眼见无数契丹骑兵,将自己的麾下亲随军健生生践踏在马下,诸般兵刃涌动处,不知又有多少晋军甲士惨烈阵亡史敬思目眦欲裂,面对向他撞杀过来的敌军骑兵,又爆发出凄厉的怒吼。
奉国主耶律阿保机的旨意,向史敬思扑去的契丹骑手盘算着要将其生擒活捉,所以也没有使用弓箭乃至马战用的长兵刃。冲在最前面的两个骑手自负勇力,倒直接擎起了北地牧民逮拿牲口所用的套马杆,一头拴着以皮绳结成的活套,便朝着史敬思的脖颈甩了过去!
强忍着肩头骨裂的剧痛,史敬思低吼一声,疾窜数步,抢先擎紧了长枪搠去。当先意图套拿他生擒的那个契丹骑手,心窝顿时被枪锋狠狠洞穿,也立刻从马背上倒栽了下去!
枪锋卡在那契丹骑兵的胸腔中,长枪也登时脱手而出。当另一个套马杆眼见便要套在脖颈上时,史敬思猛的一俯身,双手旋即抓住长杆,又是用力一扯!另一个契丹骑手当即被拽下马来,他还来不及起身,史敬思便已疾步赶来,拔出腰挎的钢刀噗的声闷响,便狠狠割破了那契丹骑手的咽喉!
周围的喊杀声、惨叫声震得人脑袋嗡嗡作响,史敬思奋力起身,仍旧试图再抵抗死战下去,并伺机劈手夺来匹战马。然而他身形未稳,就见又一名契丹骑将疾驰杀至,却是抡起了手中紧握的长柄铁骨朵,便重重的砸在了他的胸膛上。
史敬思喉头一甜,哇的喷出一口鲜血,身子又重重的先后栽倒。那契丹骑将旋即策马回身,要将这个国主点名活拿的敌军大将制住时。斜侧混战的人群中,却忽的冲出一个浑身浴血的卢龙军牙将,他嘶声怒吼着,以猛虎扑食的势头疾窜起身,而将那个契丹骑将顶翻坠马
周围人头涌动的契丹皮室军,仍在毫不停留的收割着生命,搠倒砍翻了不计其数的卢龙军牙兵,使得他们的躯体在马蹄下被生生践踏成为烂泥然而史敬思即便身受重创,他却缓缓的又站了起来,挺直身板屹立不倒。
然而附近的亲随心腹,几乎也尽被契丹骑军屠戮杀尽。史敬思拖着伤重的身体,咬牙朝着就近的敌骑杀去之际,他忽的又瞧见由大批契丹骑军拥簇着那杆狼头大纛,已朝着他这边逼近过来
张着大口,露出锋利的獠牙,那栩栩如生、仍似活物的狼头纛之下,耶律阿保机策马踱来,他望向怒目瞪视的史敬思,也不由得叹了口气,说道:
“史节度,你注定无法再撤回幽州,方今我契丹三十万大军纵横于燕、赵之地,而卢龙军旧部又相继哗变,投从于我军。这场仗,你赢不了。我也素来敬慕你的威名,与其枉然送命,不如放下兵刃暂从安置,至于节度又肯不肯归从我契丹我和晋王虽然终究难免兵戎相见,可以后交涉往来,也未尝没有翰旋的余地。”

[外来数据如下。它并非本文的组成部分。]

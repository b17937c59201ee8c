#![forbid(unsafe_code)]

mod convert;
mod element;
mod value;

pub use convert::{
    ConversionContext, GraphSnapshot, NodeLocation, NodeLookup, SnapshotIndex, SnapshotModel,
    SnapshotNode, SnapshotRelation,
};
pub use element::{
    BaseAttributes, Configuration, ConfigurationVersion, ElementAttributes, ElementKind,
    HasBaseAttributes, HasElementAttributes, Model, Node, Point, Rect, Relation, RelativePosition,
};
pub use value::{AttributeBlock, AttributeValue, StyleMap};

use serde::{Deserialize, Serialize};
use thiserror::Error;

/// Zoom level all stored coordinates are rebased to.
pub const REFERENCE_ZOOM: i32 = 10;

/// Horizontal gap between models placed side by side.
pub const MODEL_PADDING: i32 = 50;

pub const RESERVED_KEY_ID: &str = "id";
pub const RESERVED_KEY_TAGS: &str = "tags";
pub const RESERVED_KEY_MODEL: &str = "model";
pub const RESERVED_KEY_MODEL_ID: &str = "modelId";
pub const RESERVED_KEY_PPR_TYPE: &str = "pprType";

/// Every reserved key, in serialization order.
pub const RESERVED_KEYS: [&str; 5] = [
    RESERVED_KEY_ID,
    RESERVED_KEY_TAGS,
    RESERVED_KEY_MODEL,
    RESERVED_KEY_MODEL_ID,
    RESERVED_KEY_PPR_TYPE,
];

#[derive(Debug, Clone, Copy, Serialize, Deserialize, PartialEq, Eq, Default)]
pub enum DslErrorCode {
    #[default]
    DuplicateId,
    MissingSource,
    UnresolvedSource,
    MissingRequired,
    UnknownModel,
}

impl DslErrorCode {
    #[must_use]
    pub const fn as_str(self) -> &'static str {
        match self {
            Self::DuplicateId => "mcm/error/duplicate-id",
            Self::MissingSource => "mcm/error/missing-source",
            Self::UnresolvedSource => "mcm/error/unresolved-source",
            Self::MissingRequired => "mcm/error/missing-required",
            Self::UnknownModel => "mcm/error/unknown-model",
        }
    }
}

/// Fatal failures of a parse or serialization batch. Recoverable line-level
/// problems never surface here; they are logged and skipped.
#[derive(Debug, Clone, Serialize, Deserialize, Error, PartialEq, Eq)]
pub enum DslError {
    #[error(
        "duplicate {} id `{id}` at input positions {first} and {second}",
        kind.as_str()
    )]
    DuplicateId {
        kind: ElementKind,
        id: String,
        first: usize,
        second: usize,
    },
    #[error("relation at input position {relation} declares no source")]
    MissingSource { relation: usize },
    #[error("relation at input position {relation} names unknown source `{source_id}`")]
    UnresolvedSource { relation: usize, source_id: String },
    #[error("{} is missing required attribute `{key}`", kind.as_str())]
    MissingRequired { kind: ElementKind, key: String },
    #[error("node `{node}` belongs to unknown model `{model}`")]
    UnknownModel { node: String, model: String },
}

impl DslError {
    #[must_use]
    pub const fn code(&self) -> DslErrorCode {
        match self {
            Self::DuplicateId { .. } => DslErrorCode::DuplicateId,
            Self::MissingSource { .. } => DslErrorCode::MissingSource,
            Self::UnresolvedSource { .. } => DslErrorCode::UnresolvedSource,
            Self::MissingRequired { .. } => DslErrorCode::MissingRequired,
            Self::UnknownModel { .. } => DslErrorCode::UnknownModel,
        }
    }

    #[must_use]
    pub fn missing_id(kind: ElementKind) -> Self {
        Self::MissingRequired {
            kind,
            key: RESERVED_KEY_ID.to_string(),
        }
    }
}

pub type DslResult<T> = Result<T, DslError>;

/// How comma-separated attribute values are split into list items.
#[derive(Debug, Clone, Copy, Serialize, Deserialize, PartialEq, Eq, Default)]
#[serde(rename_all = "kebab-case")]
pub enum ListSplitting {
    /// Split on every comma, including commas inside quoted items.
    #[default]
    Naive,
    /// Commas inside `"..."` or `` `...` `` items are kept.
    QuoteAware,
}

#[derive(Debug, Clone, Serialize, Deserialize, PartialEq, Eq)]
#[serde(default, rename_all = "kebab-case")]
pub struct EngineConfig {
    pub list_splitting: ListSplitting,
    /// Keys whose values are always lists.
    pub listable_keys: Vec<String>,
    pub reference_zoom: i32,
    pub model_padding: i32,
    /// Id given to the implicit model that collects nodes without a `modelId`.
    pub unassigned_model_id: Option<String>,
}

impl Default for EngineConfig {
    fn default() -> Self {
        Self {
            list_splitting: ListSplitting::default(),
            listable_keys: vec![RESERVED_KEY_TAGS.to_string()],
            reference_zoom: REFERENCE_ZOOM,
            model_padding: MODEL_PADDING,
            unassigned_model_id: None,
        }
    }
}

impl EngineConfig {
    #[must_use]
    pub fn is_listable(&self, key: &str) -> bool {
        self.listable_keys.iter().any(|listable| listable == key)
    }
}

#[cfg(test)]
mod tests {
    use super::*;

    #[test]
    fn error_codes_are_stable() {
        let error = DslError::UnresolvedSource {
            relation: 0,
            source_id: "5".to_string(),
        };
        assert_eq!(error.code(), DslErrorCode::UnresolvedSource);
        assert_eq!(error.code().as_str(), "mcm/error/unresolved-source");
        assert_eq!(
            DslError::missing_id(ElementKind::Node).code().as_str(),
            "mcm/error/missing-required"
        );
    }

    #[test]
    fn duplicate_id_message_names_both_positions() {
        let error = DslError::DuplicateId {
            kind: ElementKind::Node,
            id: "n1".to_string(),
            first: 0,
            second: 3,
        };
        assert_eq!(
            error.to_string(),
            "duplicate node id `n1` at input positions 0 and 3"
        );
    }

    #[test]
    fn default_config_lists_tags_only() {
        let config = EngineConfig::default();
        assert!(config.is_listable("tags"));
        assert!(!config.is_listable("id"));
        assert_eq!(config.reference_zoom, REFERENCE_ZOOM);
        assert_eq!(config.model_padding, MODEL_PADDING);
        assert_eq!(config.list_splitting, ListSplitting::Naive);
    }

    #[test]
    fn config_deserializes_partial_documents() {
        let config: EngineConfig =
            serde_json::from_str(r#"{"list-splitting":"quote-aware","model-padding":20}"#)
                .expect("parse config");
        assert_eq!(config.list_splitting, ListSplitting::QuoteAware);
        assert_eq!(config.model_padding, 20);
        assert_eq!(config.listable_keys, vec!["tags".to_string()]);
    }
}
//! Multi-model namespacing: several models' private attributes carried as
//! `// __<modelId>_<attr>: <value>` lines inside one shared super-model text.

use chumsky::prelude::*;
use indexmap::IndexMap;
use mcm_core::{
    AttributeBlock, AttributeValue, BaseAttributes, Configuration, EngineConfig,
    HasBaseAttributes, Model, Node,
};
use mcm_layout::{
    align_models_with_config, denormalize_model_with_config, export_zoom_level,
    normalize_model_with_config,
};
use serde::{Deserialize, Serialize};
use tracing::{debug, warn};

use crate::binder::{merge, populate};
use crate::coerce::{coerce, parse_value};
use crate::document::format_attribute_line;
use crate::extract::{extract_model_with_config, split_inline_comment};

pub const KEY_CONFIGURATION_ID: &str = "configurationId";
pub const KEY_TITLE: &str = "title";
pub const MODEL_ATTRIBUTES_SEPARATOR: &str = "--Attributes from models--";

const NAMESPACE_PREFIX: &str = "__";

/// A matched `// __<modelId>_<attr>: <value>` line. `value` still carries a
/// trailing inline comment, if any.
#[derive(Debug, Clone, Copy, PartialEq, Eq)]
pub struct NamespacedLine<'a> {
    pub model_id: &'a str,
    pub attribute: &'a str,
    pub value: &'a str,
}

fn namespaced_line_parser<'a>()
-> impl Parser<'a, &'a str, NamespacedLine<'a>, extra::Err<Rich<'a, char>>> {
    let inline_ws = any().filter(|c: &char| c.is_whitespace()).repeated();

    // [A-Za-z0-9][A-Za-z0-9-]*
    let model_id = any()
        .filter(|c: &char| c.is_ascii_alphanumeric())
        .then(
            any()
                .filter(|c: &char| c.is_ascii_alphanumeric() || *c == '-')
                .repeated(),
        )
        .to_slice();

    // [A-Za-z][A-Za-z0-9]*
    let attribute = any()
        .filter(|c: &char| c.is_ascii_alphabetic())
        .then(any().filter(|c: &char| c.is_ascii_alphanumeric()).repeated())
        .to_slice();

    just("//")
        .ignore_then(inline_ws.clone())
        .ignore_then(just(NAMESPACE_PREFIX))
        .ignore_then(model_id)
        .then_ignore(just('_'))
        .then(attribute)
        .then_ignore(inline_ws)
        .then_ignore(just(':'))
        .then(any().repeated().to_slice())
        .then_ignore(end())
        .map(|((model_id, attribute), value)| NamespacedLine {
            model_id,
            attribute,
            value,
        })
}

/// Matches one line against the namespacing convention. Ordinary attribute
/// lines and anything else yield `None`.
#[must_use]
pub fn match_namespaced_line(line: &str) -> Option<NamespacedLine<'_>> {
    namespaced_line_parser().parse(line).into_result().ok()
}

/// Whether a model id fits the `[A-Za-z0-9][A-Za-z0-9-]*` namespace prefix.
#[must_use]
pub fn is_namespaceable_model_id(model_id: &str) -> bool {
    let mut chars = model_id.chars();
    chars.next().is_some_and(|c| c.is_ascii_alphanumeric())
        && chars.all(|c| c.is_ascii_alphanumeric() || c == '-')
}

/// Whether a key can be carried through a namespaced line.
#[must_use]
pub fn is_namespaceable_key(key: &str) -> bool {
    let mut chars = key.chars();
    chars.next().is_some_and(|c| c.is_ascii_alphabetic())
        && chars.all(|c| c.is_ascii_alphanumeric())
}

#[must_use]
pub fn extract_namespaced_attributes(text: &str) -> IndexMap<String, AttributeBlock> {
    extract_namespaced_attributes_with_config(text, &EngineConfig::default())
}

/// Groups every namespaced line by model id, coercing the values.
#[must_use]
pub fn extract_namespaced_attributes_with_config(
    text: &str,
    config: &EngineConfig,
) -> IndexMap<String, AttributeBlock> {
    let mut models: IndexMap<String, AttributeBlock> = IndexMap::new();
    for line in text.lines() {
        let Some(matched) = match_namespaced_line(line) else {
            continue;
        };
        let (value, comment) = split_inline_comment(matched.value);
        let value = value.trim();
        if value.is_empty() {
            warn!(
                model = matched.model_id,
                key = matched.attribute,
                "namespaced attribute has no value"
            );
            continue;
        }
        // Titles are free text and never split into a list.
        let value = if matched.attribute == KEY_TITLE {
            coerce(value)
        } else {
            parse_value(matched.attribute, value, config)
        };
        models
            .entry(matched.model_id.to_string())
            .or_default()
            .insert_with_comment(matched.attribute, value, comment);
    }
    models
}

/// Namespaced lines for one model: its title, then its reserved and residual
/// attributes. Models without an id, or with an id the import side cannot
/// match, produce nothing.
#[must_use]
pub fn namespace_model_lines(model: &Model) -> String {
    let Some(model_id) = model.id() else {
        return String::new();
    };
    if !is_namespaceable_model_id(model_id) {
        warn!(
            model = model_id,
            "model id cannot be namespaced, its attributes are not exported"
        );
        return String::new();
    }

    let mut out = String::new();
    let mut push = |key: &str, value: &AttributeValue, comment: Option<&str>| {
        if !is_namespaceable_key(key) {
            warn!(model = model_id, key, "attribute key cannot be namespaced");
            return;
        }
        out.push_str(&format_attribute_line(
            &format!("{NAMESPACE_PREFIX}{model_id}_{key}"),
            value,
            comment,
        ));
        out.push('\n');
    };

    push(
        KEY_TITLE,
        &AttributeValue::string(model.attributes.title.as_str()),
        None,
    );
    for (key, value, comment) in merge(&model.attributes).iter() {
        push(key, value, comment);
    }
    out
}

/// One drawing holding every node of a configuration, with the models'
/// attributes namespaced into its text.
#[derive(Debug, Clone, PartialEq, Default, Serialize, Deserialize)]
pub struct SuperModel {
    pub text: String,
    pub zoom_level: i32,
    pub nodes: Vec<Node>,
}

#[must_use]
pub fn export_configuration(configuration: &Configuration) -> SuperModel {
    export_configuration_with_config(configuration, &EngineConfig::default())
}

/// Rescales every model to the smallest zoom level among them, moves
/// overlapping models apart and flattens their nodes into one super-model.
/// Nodes without a `modelId` take their model's id.
#[must_use]
pub fn export_configuration_with_config(
    configuration: &Configuration,
    config: &EngineConfig,
) -> SuperModel {
    let zoom_level = if configuration.models.is_empty() {
        config.reference_zoom
    } else {
        export_zoom_level(&configuration.models)
    };

    let mut models = configuration.models.clone();
    for model in &mut models {
        denormalize_model_with_config(model, zoom_level, config);
    }
    align_models_with_config(&mut models, config);

    let mut text = format!(
        "Configuration {name} exported from MCM\n{}\n{MODEL_ATTRIBUTES_SEPARATOR}\n",
        format_attribute_line(
            KEY_CONFIGURATION_ID,
            &AttributeValue::string(configuration.name.as_str()),
            None
        ),
        name = configuration.name,
    );
    let mut nodes = Vec::new();
    for model in models {
        text.push_str(&namespace_model_lines(&model));
        let model_id = model.attributes.id;
        for mut node in model.nodes {
            if node.attributes.model_id.is_none() {
                node.attributes.model_id.clone_from(&model_id);
            }
            nodes.push(node);
        }
    }

    debug!(
        models = configuration.models.len(),
        nodes = nodes.len(),
        zoom_level,
        "exported configuration"
    );
    SuperModel {
        text,
        zoom_level,
        nodes,
    }
}

#[must_use]
pub fn import_configuration(super_model: &SuperModel) -> Configuration {
    import_configuration_with_config(super_model, &EngineConfig::default())
}

/// Splits a super-model back into models. Nodes are grouped by `modelId`
/// and rescaled to the reference zoom; nodes without one land in an implicit
/// unassigned model that comes first.
#[must_use]
pub fn import_configuration_with_config(
    super_model: &SuperModel,
    config: &EngineConfig,
) -> Configuration {
    let own_attributes = extract_model_with_config(&super_model.text, config);
    let name = own_attributes
        .get(KEY_CONFIGURATION_ID)
        .map(AttributeValue::to_plain_string)
        .unwrap_or_default();

    let mut models: Vec<Model> = Vec::new();
    let mut index_by_id: IndexMap<String, usize> = IndexMap::new();
    for (model_id, mut block) in extract_namespaced_attributes_with_config(&super_model.text, config)
    {
        let title = block
            .remove(KEY_TITLE)
            .map(|(value, _)| value.to_plain_string())
            .unwrap_or_default();
        let mut attributes = populate(block, BaseAttributes::default());
        attributes.title = title;
        if attributes.id.is_none() {
            attributes.id = Some(model_id.clone());
        }
        index_by_id.insert(model_id, models.len());
        models.push(Model {
            attributes,
            nodes: Vec::new(),
            zoom_level: super_model.zoom_level,
        });
    }

    let mut unassigned = Model {
        zoom_level: super_model.zoom_level,
        ..Model::default()
    };
    unassigned.attributes.id.clone_from(&config.unassigned_model_id);
    for node in &super_model.nodes {
        let Some(model_id) = node.attributes.model_id.as_deref() else {
            unassigned.nodes.push(node.clone());
            continue;
        };
        let index = match index_by_id.get(model_id) {
            Some(&index) => index,
            None => {
                debug!(model = model_id, "node names a model without attributes");
                index_by_id.insert(model_id.to_string(), models.len());
                models.push(Model::with_id(model_id, super_model.zoom_level));
                models.len() - 1
            }
        };
        models[index].nodes.push(node.clone());
    }

    if !unassigned.nodes.is_empty() {
        models.insert(0, unassigned);
    }
    for model in &mut models {
        normalize_model_with_config(model, config);
    }

    debug!(models = models.len(), name = %name, "imported configuration");
    Configuration {
        name,
        version: None,
        models,
    }
}
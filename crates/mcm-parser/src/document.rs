//! Per-element text documents: one comment-encoded block per model, node
//! or relation.
//!
//! Structural keys (`zoomLevel`, `elementType`, `coordinates`,
//! `additionalAttributes`, `source`, `target`, `points`) are pulled before the
//! reserved keys are bound. Serialization writes reserved keys, structural
//! keys, residual attributes, the title/description body and finally the
//! style lines, in that order.

use mcm_core::{
    AttributeBlock, AttributeValue, BaseAttributes, DslError, DslResult, ElementAttributes,
    ElementKind, EngineConfig, Model, Node, RESERVED_KEYS, Rect, Relation, StyleMap,
};
use serde::{Deserialize, Serialize};
use tracing::warn;

use crate::binder::{merge, merge_element, populate, populate_element};
use crate::extract::{
    Extraction, extract_model_with_config, extract_with_config, join_title, split_title,
};

pub const KEY_ZOOM_LEVEL: &str = "zoomLevel";
pub const KEY_ELEMENT_TYPE: &str = "elementType";
pub const KEY_COORDINATES: &str = "coordinates";
pub const KEY_ADDITIONAL_ATTRIBUTES: &str = "additionalAttributes";
pub const KEY_SOURCE: &str = "source";
pub const KEY_TARGET: &str = "target";
pub const KEY_POINTS: &str = "points";

/// A parsed relation together with the id of the node it is attached to.
#[derive(Debug, Clone, PartialEq, Default, Serialize, Deserialize)]
pub struct RelationDocument {
    pub source: Option<String>,
    pub relation: Relation,
}

/// Formats a value for a comment line.
#[must_use]
pub fn format_value(value: &AttributeValue) -> String {
    value.to_string()
}

/// `// key: value`, followed by ` // comment` when there is one.
#[must_use]
pub fn format_attribute_line(key: &str, value: &AttributeValue, comment: Option<&str>) -> String {
    match comment {
        Some(comment) => format!("// {key}: {} // {comment}", format_value(value)),
        None => format!("// {key}: {}", format_value(value)),
    }
}

fn take_plain(attributes: &mut AttributeBlock, key: &str) -> Option<String> {
    attributes
        .remove(key)
        .map(|(value, _)| value.to_plain_string())
}

fn take_integers(attributes: &mut AttributeBlock, key: &str) -> Option<Vec<i64>> {
    attributes.remove(key).map(|(value, _)| value.integers())
}

fn take_rect(attributes: &mut AttributeBlock) -> Rect {
    let Some(values) = take_integers(attributes, KEY_COORDINATES) else {
        return Rect::default();
    };
    let coordinates: Vec<i32> = values
        .into_iter()
        .filter_map(|value| i32::try_from(value).ok())
        .collect();
    match coordinates.as_slice() {
        &[x, y, width, height]
            if x.checked_add(width).is_none() || y.checked_add(height).is_none() =>
        {
            warn!(?coordinates, "coordinates exceed the drawing area");
            Rect::default()
        }
        &[x, y, width, height] => Rect::new(x, y, width, height),
        _ => {
            warn!(?coordinates, "coordinates need exactly four integers");
            Rect::default()
        }
    }
}

fn rect_value(rect: Rect) -> AttributeValue {
    AttributeValue::List(
        [rect.x, rect.y, rect.width, rect.height]
            .into_iter()
            .map(|value| AttributeValue::Integer(i64::from(value)))
            .collect(),
    )
}

fn integers_value(values: &[i64]) -> AttributeValue {
    AttributeValue::List(values.iter().copied().map(AttributeValue::Integer).collect())
}

fn bind_body(mut base: BaseAttributes, text: &str) -> BaseAttributes {
    let (title, description) = split_title(&base.attributes.body);
    base.title = title;
    base.description = description;
    base.original_text = text.to_string();
    base
}

#[must_use]
pub fn parse_model(text: &str) -> Model {
    parse_model_with_config(text, &EngineConfig::default())
}

#[must_use]
pub fn parse_model_with_config(text: &str, config: &EngineConfig) -> Model {
    let mut attributes = extract_model_with_config(text, config);
    let zoom_level = match attributes.remove(KEY_ZOOM_LEVEL) {
        Some((AttributeValue::Integer(zoom), _)) => i32::try_from(zoom).unwrap_or_else(|_| {
            warn!(zoom, "zoom level out of range");
            config.reference_zoom
        }),
        Some((other, _)) => {
            warn!(value = %other, "zoom level is not an integer");
            config.reference_zoom
        }
        None => config.reference_zoom,
    };

    Model {
        attributes: bind_body(populate(attributes, BaseAttributes::default()), text),
        nodes: Vec::new(),
        zoom_level,
    }
}

#[must_use]
pub fn parse_node(text: &str) -> Node {
    parse_node_with_config(text, &EngineConfig::default())
}

#[must_use]
pub fn parse_node_with_config(text: &str, config: &EngineConfig) -> Node {
    let Extraction {
        mut attributes,
        styles,
    } = extract_with_config(text, config);
    let element_type = take_plain(&mut attributes, KEY_ELEMENT_TYPE).unwrap_or_default();
    let position = take_rect(&mut attributes);
    let generated_attributes =
        take_integers(&mut attributes, KEY_ADDITIONAL_ATTRIBUTES).unwrap_or_default();

    let mut element = populate_element(attributes, ElementAttributes::default());
    element.base = bind_body(element.base, text);
    Node {
        attributes: element,
        element_type,
        position,
        styles,
        generated_attributes,
        relations: Vec::new(),
    }
}

#[must_use]
pub fn parse_relation(text: &str) -> RelationDocument {
    parse_relation_with_config(text, &EngineConfig::default())
}

#[must_use]
pub fn parse_relation_with_config(text: &str, config: &EngineConfig) -> RelationDocument {
    let Extraction {
        mut attributes,
        styles,
    } = extract_with_config(text, config);

    let mut relation = Relation::default();
    relation.element_type = take_plain(&mut attributes, KEY_ELEMENT_TYPE).unwrap_or_default();
    relation.position = take_rect(&mut attributes);
    relation.styles = styles;
    let source = take_plain(&mut attributes, KEY_SOURCE);
    relation.target = take_plain(&mut attributes, KEY_TARGET);
    if let Some(points) = take_integers(&mut attributes, KEY_POINTS)
        && !relation.set_points(&points)
    {
        warn!(?points, "relation points rejected");
    }

    let mut element = populate_element(attributes, ElementAttributes::default());
    element.base = bind_body(element.base, text);
    relation.attributes = element;
    RelationDocument { source, relation }
}

struct DocumentWriter {
    out: String,
}

impl DocumentWriter {
    fn new() -> Self {
        Self { out: String::new() }
    }

    fn attribute(&mut self, key: &str, value: &AttributeValue, comment: Option<&str>) {
        self.out
            .push_str(&format_attribute_line(key, value, comment));
        self.out.push('\n');
    }

    fn reserved(&mut self, block: &AttributeBlock) {
        for (key, value, comment) in block.iter() {
            if RESERVED_KEYS.contains(&key) {
                self.attribute(key, value, comment);
            }
        }
    }

    fn residual(&mut self, block: &AttributeBlock) {
        for (key, value, comment) in block.iter() {
            if !RESERVED_KEYS.contains(&key) {
                self.attribute(key, value, comment);
            }
        }
    }

    fn body(&mut self, base: &BaseAttributes) {
        self.out
            .push_str(&join_title(&base.title, &base.description));
    }

    fn styles(&mut self, styles: &StyleMap) {
        for (key, value) in styles {
            self.out.push_str(key);
            self.out.push('=');
            self.out.push_str(value);
            self.out.push('\n');
        }
    }

    fn finish(self) -> String {
        self.out
    }
}

fn element_block(kind: ElementKind, element: &ElementAttributes) -> DslResult<AttributeBlock> {
    if kind != ElementKind::Relation && element.base.id.is_none() {
        return Err(DslError::missing_id(kind));
    }
    Ok(merge_element(element))
}

/// Fails when the model has no id.
pub fn serialize_model(model: &Model) -> DslResult<String> {
    if model.attributes.id.is_none() {
        return Err(DslError::missing_id(ElementKind::Model));
    }
    let block = merge(&model.attributes);
    let mut writer = DocumentWriter::new();
    writer.reserved(&block);
    writer.attribute(
        KEY_ZOOM_LEVEL,
        &AttributeValue::Integer(i64::from(model.zoom_level)),
        None,
    );
    writer.residual(&block);
    writer.body(&model.attributes);
    Ok(writer.finish())
}

/// Fails when the node has no id. Relations are serialized separately.
pub fn serialize_node(node: &Node) -> DslResult<String> {
    let block = element_block(ElementKind::Node, &node.attributes)?;
    let mut writer = DocumentWriter::new();
    writer.reserved(&block);
    if !node.element_type.is_empty() {
        writer.attribute(
            KEY_ELEMENT_TYPE,
            &AttributeValue::string(node.element_type.as_str()),
            None,
        );
    }
    writer.attribute(KEY_COORDINATES, &rect_value(node.position), None);
    if !node.generated_attributes.is_empty() {
        writer.attribute(
            KEY_ADDITIONAL_ATTRIBUTES,
            &integers_value(&node.generated_attributes),
            None,
        );
    }
    writer.residual(&block);
    writer.body(&node.attributes.base);
    writer.styles(&node.styles);
    Ok(writer.finish())
}

/// Relations may lack an id; the source id is always written.
pub fn serialize_relation(relation: &Relation, source: &str) -> DslResult<String> {
    let block = element_block(ElementKind::Relation, &relation.attributes)?;
    let mut writer = DocumentWriter::new();
    writer.reserved(&block);
    if !relation.element_type.is_empty() {
        writer.attribute(
            KEY_ELEMENT_TYPE,
            &AttributeValue::string(relation.element_type.as_str()),
            None,
        );
    }
    writer.attribute(KEY_COORDINATES, &rect_value(relation.position), None);
    writer.attribute(KEY_SOURCE, &AttributeValue::string(source), None);
    if let Some(target) = &relation.target {
        writer.attribute(KEY_TARGET, &AttributeValue::string(target.as_str()), None);
    }
    writer.attribute(
        KEY_POINTS,
        &integers_value(&relation.generated_attributes()),
        None,
    );
    writer.residual(&block);
    writer.body(&relation.attributes.base);
    writer.styles(&relation.styles);
    Ok(writer.finish())
}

史敬思闻言,却好像听了个天大的笑话一般,而张扬的大笑起来,他旋即双目一瞪,便对耶律阿保机忿声说道:
“阿保机,你莫要再说笑了!当初你与先主会盟结成异姓兄弟,而后却背信弃义,频频侵犯我晋国北疆掳掠寇钞,我史敬思自然也是与你契丹势不两立!
你也休要以为,如今大举南侵,便能侵夺我晋国疆土。若不是卢龙军有叛军作乱,而大王集结军旅攻打赵国真定,你契丹也断然无法如此猖獗!即便我今日终究难免阵亡于此处,可是待大王亲自统领大军前来,纵然你发兵三十万之众,也仍要被我晋军驱逐回塞北去!”